Spinning the Flywheel
In my first department meeting with the Ethics and Compliance group at SAS, the Vice President and General Counsel of the department, Brian, explained how enacting greater social change at SAS can be like moving a flywheel, a heavy wheel used to generate momentum in a machine. In his management book, Good to Great, author Jim C. Collins presents the metaphor creating a “great” and sustainable enterprise as similar to the task of generating enough momentum to rotate a 5,000 pound flywheel for as long and fast as possible. This metaphor describes SAS’s approach to achieving change: social change initiatives can be challenging to start, but through the efforts of particularly socially conscious groups and individuals within the company, momentum builds and change is achieved.
One example of how change at SAS begins on a bottom-up level is the interaction between the Governmental Sales group and the Ethics and Compliance group. The Governmental Sales group oversees building relationships with SAS’ governmental customers and government is the second largest customer industry for SAS globally. In the beginning, the group was primarily focused on helping promote the use of SAS software in government and generating more sales. However, as governmental regulations increased and there was a shift towards a more socially responsible mindset, the Governmental Sales group worked with the Ethics and Compliance group to emphasize the social and community impact that SAS technology could create on the local, state, and federal level. This led to the creation of a SAS platform that integrates foster care related data to calculate and predict risk of child abuse within the foster system, and notify case workers accordingly. SAS Analytics also recently helped the state of Virginia tackle opioid addiction, which the State Health Commissioner had declared a public health emergency. Using SAS Visual Analytics, the Virginia Department of Medical Assistance Services (DMAS) could better match patients with the best providers and better guide people who were struggling with addiction into more community-based addiction recovery programs.
Through integrating social impact into their work, the Governmental Sales and Sales Support groups themselves have expressed increased job satisfaction and in turn inspire others throughout the company to “do well by doing good”, maintaining the flywheel momentum of corporate social responsibility. As SAS Principal Industry Consultant and author of A Practical Guide to Analytics for Governments: Using Big Data for Good Marie Lowman put it, “I think employees will be incredibly motivated to see firsthand how the work they do is making a difference in the lives of so many others.”

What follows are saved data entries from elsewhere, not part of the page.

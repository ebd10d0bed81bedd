//! Order subscriber app.
//!
//! Dapr discovers subscriptions with `GET /dapr/subscribe` and delivers
//! topic events as CloudEvents to the declared route.

use std::net::SocketAddr;
use std::str::FromStr;
use std::sync::Arc;

use axum::extract::State;
use axum::http::StatusCode;
use axum::routing::{get, post};
use axum::{Json, Router};
use serde::{Deserialize, Serialize};

use hotbuild_config::OrdersConfig;

use crate::error::OrdersError;

/// Route Dapr delivers order events to.
pub const ORDERS_ROUTE: &str = "/orders";

/// Subscription entry returned to Dapr.
#[derive(Clone, Debug, PartialEq, Serialize)]
pub struct Subscription {
    /// Pub/sub component name.
    pub pubsubname: String,
    /// Topic subscribed to.
    pub topic: String,
    /// App route receiving events.
    pub route: String,
}

/// The parts of a CloudEvent the subscriber reads.
#[derive(Debug, Deserialize)]
struct CloudEvent {
    #[serde(default)]
    id: Option<String>,
    #[serde(default)]
    data: serde_json::Value,
}

/// Create the subscriber router.
pub fn subscriber_router(config: &OrdersConfig) -> Router {
    let subscriptions = Arc::new(vec![Subscription {
        pubsubname: config.pubsub.clone(),
        topic: config.topic.clone(),
        route: ORDERS_ROUTE.to_owned(),
    }]);

    Router::new()
        .route("/dapr/subscribe", get(list_subscriptions))
        .route(ORDERS_ROUTE, post(receive_order))
        .with_state(subscriptions)
}

async fn list_subscriptions(
    State(subscriptions): State<Arc<Vec<Subscription>>>,
) -> Json<Vec<Subscription>> {
    Json(subscriptions.as_ref().clone())
}

async fn receive_order(Json(event): Json<CloudEvent>) -> StatusCode {
    tracing::info!(
        id = event.id.as_deref().unwrap_or("-"),
        data = %event.data,
        "Subscriber received order"
    );
    StatusCode::OK
}

/// Serve the subscriber app on `server_host:app_port` until Ctrl-C.
pub async fn run_subscriber(config: &OrdersConfig) -> Result<(), OrdersError> {
    let addr = SocketAddr::from_str(&format!("{}:{}", config.server_host, config.app_port))?;
    let listener = tokio::net::TcpListener::bind(addr).await?;
    tracing::info!(address = %addr, topic = %config.topic, "Order subscriber listening");

    axum::serve(listener, subscriber_router(config))
        .with_graceful_shutdown(async {
            if let Err(e) = tokio::signal::ctrl_c().await {
                tracing::error!(error = %e, "Failed to install Ctrl+C handler");
                std::future::pending::<()>().await;
            }
        })
        .await?;
    Ok(())
}
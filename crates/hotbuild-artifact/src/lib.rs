//! Server build artifacts for hotbuild.
//!
//! This crate provides:
//! - [`ServerBuild`]: an immutable, fully materialised snapshot of a build
//!   written to disk by an external compiler
//! - [`ArtifactLoader`]: reads a fresh [`ServerBuild`] from disk on every call
//! - [`channel`]: the single current-build cell, split into a
//!   [`BuildPublisher`] (one writer) and [`BuildReader`]s (many readers)
//!
//! # Quick Start
//!
//! ```no_run
//! # fn main() -> Result<(), Box<dyn std::error::Error>> {
//! use std::sync::Arc;
//! use hotbuild_artifact::{ArtifactLoader, channel};
//!
//! let loader = ArtifactLoader::new("build", "index.json");
//! let (publisher, reader) = channel(Arc::new(loader.load()?));
//!
//! // Later, after the compiler rewrote the build:
//! publisher.publish(Arc::new(loader.load()?));
//! let current = reader.current();
//! # let _ = current;
//! # Ok(())
//! # }
//! ```
//!
//! # Artifact Layout
//!
//! ```text
//! build/
//!   index.json      manifest (version, assets, routes)
//!   version.txt     version marker touched after every successful write
//!   routes/*.html   route modules referenced by the manifest
//! ```

mod build;
mod error;
mod loader;
mod route;
mod store;

pub use build::{AssetsManifest, Route, ServerBuild};
pub use error::LoadError;
pub use loader::ArtifactLoader;
pub use route::RoutePattern;
pub use store::{BuildPublisher, BuildReader, channel};
//! Error types for the order sidecar glue.

/// Error from Dapr sidecar operations.
#[derive(Debug, thiserror::Error)]
pub enum OrdersError {
    /// HTTP request failed (network error, timeout, etc).
    #[error("HTTP request failed: {0}")]
    HttpRequest(#[from] ureq::Error),

    /// HTTP response error (sidecar returned error status).
    #[error("HTTP error: {status} - {body}")]
    HttpResponse {
        /// HTTP status code.
        status: u16,
        /// Response body (may contain error details).
        body: String,
    },

    /// Invalid subscriber address.
    #[error("invalid listen address: {0}")]
    Addr(#[from] std::net::AddrParseError),

    /// I/O error.
    #[error("I/O error: {0}")]
    Io(#[from] std::io::Error),
}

SAS’ decentralized approach to achieving social change comes from the decentralized nature of corporations themselves, but this can also prove to be a major challenge in generating the momentum to implement new social change initiatives when they may involve many divisions. Communication between divisions can sometimes be a time-consuming process. Since each division is specialized, there may not be a great deal of awareness about the functioning and initiatives of other divisions, which can be difficult when different areas of the company must work together to create change.
I personally experienced this difficulty when working on the Supplier Code of Conduct, a Code detailing labor, environmental and managerial guidelines that SAS suppliers must agree to follow. I met with the Director of the Strategic Sourcing and Procurement (SSP) team, Steve, to discuss the implications of the Code. When I asked him about the different types of materials that SAS procures, and whether the Supplier Code would apply to all of SAS’ suppliers, Steve explained that the term “procurement” is broad and that SSP is more of an umbrella that oversees the procurement efforts of multiple divisions, but not all. In addition to the work of the SSP team, different SAS departments also do separate procurement that does not go through SSP. After reviewing an overview of groups at SAS and what purchasing functions they perform, I began to understand the enormity of how many divisions could be affected by this document and the importance of specifying which suppliers would be covered, since there are many categories of suppliers, but not all of them present the same risks from a human rights standpoint. In trying to shape supply chain conduct, I realized that it may be unrealistic to ask for the compliance of all SAS suppliers, as the potential auditing and due diligence process could be very burdensome. I had to reconsider what audience the Supplier Code was meant for, and go back to make edits on the draft accordingly, since some clauses might only apply to certain suppliers.
One unique aspect of my experience this summer has been the opportunity to interact with employees within SAS who are addressing how SAS fits in the landscape of human rights and social change, both within and outside of the department I work in. It has been interesting to see how their work fits into the effort to make SAS a socially conscientious corporation. Through meetings with other employees in different divisions, I have begun to come to the realization that addressing social change may not be a centralized, concerted effort as much as it is pockets of individuals within a company actively finding ways to make a difference through their different roles. Most people at SAS may not work directly in the human rights and business space, but human rights and its implications does touch the work of many people at SAS in some way. And through their smaller individual efforts towards greater social impact, the flywheel spins.